[Data items]
· · · · · · ·
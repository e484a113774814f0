use std::sync::Arc;

use tracing::debug;

use crate::conditions::RuleConditions;
use crate::config::RiskModelConfig;
use crate::error::Result;
use crate::models::WarningDetails;
use crate::statistical;
use crate::store::{DataAccess, RecordFilter};
use crate::threshold;

/// One entity matched by a rule, with the details a warning would carry.
#[derive(Debug, Clone, PartialEq)]
pub struct RuleMatch {
    pub entity_id: String,
    pub details: WarningDetails,
}

/// Fetches the data a rule needs and dispatches it to its strategy.
pub struct RuleEvaluator {
    store: Arc<dyn DataAccess>,
    risk_model: RiskModelConfig,
}

impl RuleEvaluator {
    pub fn new(store: Arc<dyn DataAccess>, risk_model: RiskModelConfig) -> Self {
        Self { store, risk_model }
    }

    pub async fn evaluate(&self, conditions: &RuleConditions) -> Result<Vec<RuleMatch>> {
        let matches = match conditions {
            RuleConditions::ConsecutiveFails(params) => {
                let records = self
                    .store
                    .performance_records(&RecordFilter::for_subject(params.subject.clone()))
                    .await?;
                threshold::consecutive_fails(&records, params)
            }
            RuleConditions::GradeDecline(params) => {
                let records = self.store.performance_records(&RecordFilter::default()).await?;
                threshold::grade_decline(&records, params)
            }
            RuleConditions::ExamFail(params) => {
                let records = self
                    .store
                    .performance_records(&RecordFilter::for_subject(params.subject.clone()))
                    .await?;
                threshold::exam_fail(&records, params)
            }
            RuleConditions::HomeworkDefault(params) => {
                let submissions = self.store.homework_submissions().await?;
                threshold::homework_default(&submissions, params)
            }
            RuleConditions::MlRiskPrediction(params) => {
                let records = self.store.performance_records(&RecordFilter::default()).await?;
                statistical::risk_prediction(&records, params, &self.risk_model)
            }
            RuleConditions::MlAnomalyDetection(params) => {
                let records = self.store.performance_records(&RecordFilter::default()).await?;
                statistical::anomaly_detection(&records, params)
            }
            RuleConditions::MlTrendAnalysis(params) => {
                let records = self.store.performance_records(&RecordFilter::default()).await?;
                statistical::trend_analysis(&records, params)
            }
        };

        debug!(
            rule_type = conditions.type_name(),
            matched = matches.len(),
            "strategy evaluated"
        );
        Ok(matches)
    }
}

#[cfg(test)]
mod tests {
    use super::*;
    use crate::models::{HomeworkStatus, HomeworkSubmission, PerformanceRecord};
    use crate::store::MemoryStore;
    use chrono::NaiveDate;
    use serde_json::json;

    fn record(subject: &str, score: f64, day: u32) -> PerformanceRecord {
        PerformanceRecord {
            entity_id: "S1".to_string(),
            subject: subject.to_string(),
            score,
            assessment_date: NaiveDate::from_ymd_opt(2026, 4, day).unwrap(),
            assessment_title: format!("Quiz {day}"),
            rank: None,
        }
    }

    fn evaluator(store: MemoryStore) -> RuleEvaluator {
        RuleEvaluator::new(Arc::new(store), RiskModelConfig::default())
    }

    #[tokio::test]
    async fn subject_filter_is_pushed_to_the_query() {
        let store = MemoryStore::new();
        store
            .add_records(vec![record("math", 90.0, 1), record("english", 30.0, 1)])
            .unwrap();

        let conditions =
            RuleConditions::parse(&json!({"type": "exam_fail", "threshold": 60, "subject": "math"})).unwrap();
        assert!(evaluator(store).evaluate(&conditions).await.unwrap().is_empty());
    }

    #[tokio::test]
    async fn homework_rule_reads_submissions() {
        let store = MemoryStore::new();
        store
            .add_homework((1..=3).map(|day| HomeworkSubmission {
                entity_id: "S1".to_string(),
                homework_title: format!("Worksheet {day}"),
                due_date: NaiveDate::from_ymd_opt(2026, 4, day).unwrap(),
                status: HomeworkStatus::Missing,
            }))
            .unwrap();

        let conditions = RuleConditions::parse(&json!({"type": "homework_default", "count": 3})).unwrap();
        let matches = evaluator(store).evaluate(&conditions).await.unwrap();
        assert_eq!(matches.len(), 1);
        assert_eq!(
            matches[0].details,
            WarningDetails::HomeworkDefault {
                default_count: 3,
                missing_count: 3,
                late_count: 0,
            }
        );
    }

    #[tokio::test]
    async fn store_errors_propagate() {
        let store = MemoryStore::new();
        store.fail_record_queries(1);

        let conditions = RuleConditions::parse(&json!({"type": "grade_decline", "decline_threshold": 5, "consecutive_count": 1})).unwrap();
        let err = evaluator(store).evaluate(&conditions).await.unwrap_err();
        assert!(err.is_retryable());
    }
}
· · · · · · ·
PROBLEM REQUIREMENTS » Exactly as written above, reproduce all of the entries.

RESULT BELOW »
repository e484a113774814f0
use std::sync::Arc;

use tracing::debug;

use crate::conditions::RuleConditions;
use crate::config::RiskModelConfig;
use crate::error::Result;
use crate::models::WarningDetails;
use crate::statistical;
use crate::store::{DataAccess, RecordFilter};
use crate::threshold;

/// One entity matched by a rule, with the details a warning would carry.
#[derive(Debug, Clone, PartialEq)]
pub struct RuleMatch {
    pub entity_id: String,
    pub details: WarningDetails,
}

/// Fetches the data a rule needs and dispatches it to its strategy.
pub struct RuleEvaluator {
    store: Arc<dyn DataAccess>,
    risk_model: RiskModelConfig,
}

impl RuleEvaluator {
    pub fn new(store: Arc<dyn DataAccess>, risk_model: RiskModelConfig) -> Self {
        Self { store, risk_model }
    }

    pub async fn evaluate(&self, conditions: &RuleConditions) -> Result<Vec<RuleMatch>> {
        let matches = match conditions {
            RuleConditions::ConsecutiveFails(params) => {
                let records = self
                    .store
                    .performance_records(&RecordFilter::for_subject(params.subject.clone()))
                    .await?;
                threshold::consecutive_fails(&records, params)
            }
            RuleConditions::GradeDecline(params) => {
                let records = self.store.performance_records(&RecordFilter::default()).await?;
                threshold::grade_decline(&records, params)
            }
            RuleConditions::ExamFail(params) => {
                let records = self
                    .store
                    .performance_records(&RecordFilter::for_subject(params.subject.clone()))
                    .await?;
                threshold::exam_fail(&records, params)
            }
            RuleConditions::HomeworkDefault(params) => {
                let submissions = self.store.homework_submissions().await?;
                threshold::homework_default(&submissions, params)
            }
            RuleConditions::MlRiskPrediction(params) => {
                let records = self.store.performance_records(&RecordFilter::default()).await?;
                statistical::risk_prediction(&records, params, &self.risk_model)
            }
            RuleConditions::MlAnomalyDetection(params) => {
                let records = self.store.performance_records(&RecordFilter::default()).await?;
                statistical::anomaly_detection(&records, params)
            }
            RuleConditions::MlTrendAnalysis(params) => {
                let records = self.store.performance_records(&RecordFilter::default()).await?;
                statistical::trend_analysis(&records, params)
            }
        };

        debug!(
            rule_type = conditions.type_name(),
            matched = matches.len(),
            "strategy evaluated"
        );
        Ok(matches)
    }
}

#[cfg(test)]
mod tests {
    use super::*;
    use crate::models::{HomeworkStatus, HomeworkSubmission, PerformanceRecord};
    use crate::store::MemoryStore;
    use chrono::NaiveDate;
    use serde_json::json;

    fn record(subject: &str, score: f64, day: u32) -> PerformanceRecord {
        PerformanceRecord {
            entity_id: "S1".to_string(),
            subject: subject.to_string(),
            score,
            assessment_date: NaiveDate::from_ymd_opt(2026, 4, day).unwrap(),
            assessment_title: format!("Quiz {day}"),
            rank: None,
        }
    }

    fn evaluator(store: MemoryStore) -> RuleEvaluator {
        RuleEvaluator::new(Arc::new(store), RiskModelConfig::default())
    }

    #[tokio::test]
    async fn subject_filter_is_pushed_to_the_query() {
        let store = MemoryStore::new();
        store
            .add_records(vec![record("math", 90.0, 1), record("english", 30.0, 1)])
            .unwrap();

        let conditions =
            RuleConditions::parse(&json!({"type": "exam_fail", "threshold": 60, "subject": "math"})).unwrap();
        assert!(evaluator(store).evaluate(&conditions).await.unwrap().is_empty());
    }

    #[tokio::test]
    async fn homework_rule_reads_submissions() {
        let store = MemoryStore::new();
        store
            .add_homework((1..=3).map(|day| HomeworkSubmission {
                entity_id: "S1".to_string(),
                homework_title: format!("Worksheet {day}"),
                due_date: NaiveDate::from_ymd_opt(2026, 4, day).unwrap(),
                status: HomeworkStatus::Missing,
            }))
            .unwrap();

        let conditions = RuleConditions::parse(&json!({"type": "homework_default", "count": 3})).unwrap();
        let matches = evaluator(store).evaluate(&conditions).await.unwrap();
        assert_eq!(matches.len(), 1);
        assert_eq!(
            matches[0].details,
            WarningDetails::HomeworkDefault {
                default_count: 3,
                missing_count: 3,
                late_count: 0,
            }
        );
    }

    #[tokio::test]
    async fn store_errors_propagate() {
        let store = MemoryStore::new();
        store.fail_record_queries(1);

        let conditions = RuleConditions::parse(&json!({"type": "grade_decline", "decline_threshold": 5, "consecutive_count": 1})).unwrap();
        let err = evaluator(store).evaluate(&conditions).await.unwrap_err();
        assert!(err.is_retryable());
    }
}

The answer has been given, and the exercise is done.